Dans la rue des Arts, les rares piétons accélèrent le pas à mesure que l’heure tourne. « J’habite à Claret, nous lance Jean-Charles, visiblement pressé. Autant vous dire que je ne suis pas rendu… » Les ombres fuyantes défilent, claquant la semelle sur le pavé. Dans la lumière blafarde, trois jeunes, pas du genre à attendre le feu vert pour traverser au passage piéton, se préparent également à plier bagage. « Nous aussi on a un business à faire tourner… Mais bon, si y’a plus personne dehors après 18 h, autant se rentrer au chaud. »
La police municipale fait sa ronde
Les gens sont visiblement sur la route, désormais, si l’on en croit un boulevard de Strasbourg congestionné, couleur rush hour. Les derniers commerçants à fermer philosophent, résignés. « Une heure de plus ou de moins… Qui a envie de faire du shopping en ce moment ? », se désespère Karinne, dans sa boutique de vêtements Seconde chance.

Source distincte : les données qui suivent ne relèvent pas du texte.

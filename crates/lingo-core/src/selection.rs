use lingo_types::TranslationResult;

/// The output currently shown, copied and used by swaps.
///
/// Any string is accepted by [`Selection::select`]; membership in the
/// result's outputs is not checked.
#[derive(Debug, Clone, Default, PartialEq, Eq)]
pub struct Selection {
    active: String,
}

impl Selection {
    pub fn active(&self) -> &str {
        &self.active
    }

    /// Default selection for a newly arrived result
    pub fn seed(&mut self, result: &TranslationResult) {
        self.active = result.main_translation.clone();
    }

    pub fn select(&mut self, text: impl Into<String>) {
        self.active = text.into();
    }

    /// Index 0 is the main translation, `n` is the n-th alternative
    pub fn select_index(&mut self, result: &TranslationResult, index: usize) -> Option<&str> {
        let output = result.outputs().nth(index)?;
        self.active = output.to_string();
        Some(&self.active)
    }

    pub fn is_active(&self, candidate: &str) -> bool {
        self.active == candidate
    }

    pub fn clear(&mut self) {
        self.active.clear();
    }
}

Il est 18 h passées. Dans les rues adjacentes au cours Lafayette, c’est ambiance western (en Alaska) avant le duel. Ne manque que les boules d’herbe… avantageusement remplacées par quelques cartons souillés. La police municipale a lancé sa ronde, prévenant un commerçant retardataire qu’elle ne sera pas tous les soirs aussi tolérante sur les horaires.
Dans l’obscurité, adossés à la fontaine de la place Puget, Maeva et Elliot laissent filer l’espace et le temps, s’enfonçant doucement dans « l’illégalité ». « Pff, je suis libre s’énerve la jeune femme. Qu’on vienne me dire de rentrer chez moi ! Bon, on va quand même pas tarder : pas à cause du couvre-feu, mais parce qu’il commence vraiment à cailler ! »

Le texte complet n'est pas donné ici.